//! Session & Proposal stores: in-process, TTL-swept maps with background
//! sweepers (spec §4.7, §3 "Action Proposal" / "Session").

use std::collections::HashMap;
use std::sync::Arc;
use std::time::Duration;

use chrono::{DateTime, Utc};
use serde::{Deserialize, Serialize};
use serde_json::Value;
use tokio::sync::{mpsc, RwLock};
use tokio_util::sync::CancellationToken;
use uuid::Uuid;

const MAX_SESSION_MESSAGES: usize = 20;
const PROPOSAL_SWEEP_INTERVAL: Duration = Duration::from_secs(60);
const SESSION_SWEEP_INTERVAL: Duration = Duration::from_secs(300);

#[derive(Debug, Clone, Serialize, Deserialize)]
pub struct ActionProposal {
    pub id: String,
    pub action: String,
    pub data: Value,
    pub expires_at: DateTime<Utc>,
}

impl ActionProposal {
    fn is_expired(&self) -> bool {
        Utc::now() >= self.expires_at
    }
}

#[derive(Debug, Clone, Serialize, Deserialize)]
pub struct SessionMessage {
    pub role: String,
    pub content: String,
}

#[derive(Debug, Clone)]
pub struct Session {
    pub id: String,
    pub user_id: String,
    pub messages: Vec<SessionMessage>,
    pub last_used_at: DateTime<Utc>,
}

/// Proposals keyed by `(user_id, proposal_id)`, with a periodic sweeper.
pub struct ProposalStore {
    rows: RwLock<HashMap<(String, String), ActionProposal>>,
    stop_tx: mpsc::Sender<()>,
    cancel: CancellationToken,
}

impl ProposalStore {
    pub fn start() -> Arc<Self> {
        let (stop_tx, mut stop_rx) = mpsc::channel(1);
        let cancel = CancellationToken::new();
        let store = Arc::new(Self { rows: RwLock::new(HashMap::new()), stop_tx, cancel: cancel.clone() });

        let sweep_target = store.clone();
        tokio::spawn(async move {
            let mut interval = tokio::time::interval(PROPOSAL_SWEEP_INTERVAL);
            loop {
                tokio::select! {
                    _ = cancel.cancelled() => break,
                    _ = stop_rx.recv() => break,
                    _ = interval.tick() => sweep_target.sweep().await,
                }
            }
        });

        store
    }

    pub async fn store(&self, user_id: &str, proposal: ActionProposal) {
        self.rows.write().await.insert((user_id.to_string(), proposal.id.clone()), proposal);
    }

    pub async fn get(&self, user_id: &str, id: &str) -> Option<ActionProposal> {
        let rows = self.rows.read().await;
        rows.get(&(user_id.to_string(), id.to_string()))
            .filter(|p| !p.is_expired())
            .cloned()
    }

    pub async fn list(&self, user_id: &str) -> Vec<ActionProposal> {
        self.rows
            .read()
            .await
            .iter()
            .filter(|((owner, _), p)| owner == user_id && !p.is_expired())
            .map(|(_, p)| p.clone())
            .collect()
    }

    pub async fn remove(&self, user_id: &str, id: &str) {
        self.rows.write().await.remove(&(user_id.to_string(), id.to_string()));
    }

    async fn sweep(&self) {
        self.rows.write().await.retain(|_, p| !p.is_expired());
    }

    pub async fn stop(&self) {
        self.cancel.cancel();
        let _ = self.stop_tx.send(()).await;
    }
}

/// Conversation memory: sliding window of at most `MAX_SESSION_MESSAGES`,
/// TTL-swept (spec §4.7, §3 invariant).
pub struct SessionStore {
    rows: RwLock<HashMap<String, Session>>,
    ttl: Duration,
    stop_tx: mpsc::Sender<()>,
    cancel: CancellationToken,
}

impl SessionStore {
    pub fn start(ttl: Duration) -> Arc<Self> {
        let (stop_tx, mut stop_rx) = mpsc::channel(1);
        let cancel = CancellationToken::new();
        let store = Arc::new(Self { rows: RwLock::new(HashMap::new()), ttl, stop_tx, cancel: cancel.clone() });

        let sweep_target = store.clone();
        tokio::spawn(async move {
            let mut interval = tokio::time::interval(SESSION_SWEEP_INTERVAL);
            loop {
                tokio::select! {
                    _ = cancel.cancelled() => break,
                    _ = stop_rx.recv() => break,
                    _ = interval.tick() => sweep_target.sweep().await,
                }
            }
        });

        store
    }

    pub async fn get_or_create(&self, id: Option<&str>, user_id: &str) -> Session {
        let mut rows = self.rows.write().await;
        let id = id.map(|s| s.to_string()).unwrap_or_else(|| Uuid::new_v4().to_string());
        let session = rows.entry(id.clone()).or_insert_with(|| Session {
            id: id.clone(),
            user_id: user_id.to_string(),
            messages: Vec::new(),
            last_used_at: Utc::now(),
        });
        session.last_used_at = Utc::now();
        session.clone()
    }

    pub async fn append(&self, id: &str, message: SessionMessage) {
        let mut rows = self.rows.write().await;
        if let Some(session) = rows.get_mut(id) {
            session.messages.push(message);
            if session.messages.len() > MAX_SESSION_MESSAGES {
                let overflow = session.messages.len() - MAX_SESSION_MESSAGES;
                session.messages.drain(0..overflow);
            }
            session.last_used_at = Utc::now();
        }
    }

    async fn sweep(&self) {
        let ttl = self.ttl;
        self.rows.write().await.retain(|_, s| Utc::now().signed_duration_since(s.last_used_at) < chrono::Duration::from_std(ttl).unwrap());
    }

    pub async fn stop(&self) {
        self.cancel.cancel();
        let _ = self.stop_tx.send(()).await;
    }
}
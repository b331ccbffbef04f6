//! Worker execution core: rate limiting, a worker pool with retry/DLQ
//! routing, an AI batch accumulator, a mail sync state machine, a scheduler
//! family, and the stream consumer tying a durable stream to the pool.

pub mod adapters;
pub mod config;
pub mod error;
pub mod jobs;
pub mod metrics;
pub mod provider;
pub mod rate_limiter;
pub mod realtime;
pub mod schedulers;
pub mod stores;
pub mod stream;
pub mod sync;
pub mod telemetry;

****************************************

> Goal of the exercise
Look above for the line containing "pub mod config;". From there to the final line of the entries, repeat every line exactly.

> Task answer
pub mod config;
pub mod error;
pub mod jobs;
pub mod metrics;
pub mod provider;
pub mod rate_limiter;
pub mod realtime;
pub mod schedulers;
pub mod stores;
pub mod stream;
pub mod sync;
pub mod telemetry;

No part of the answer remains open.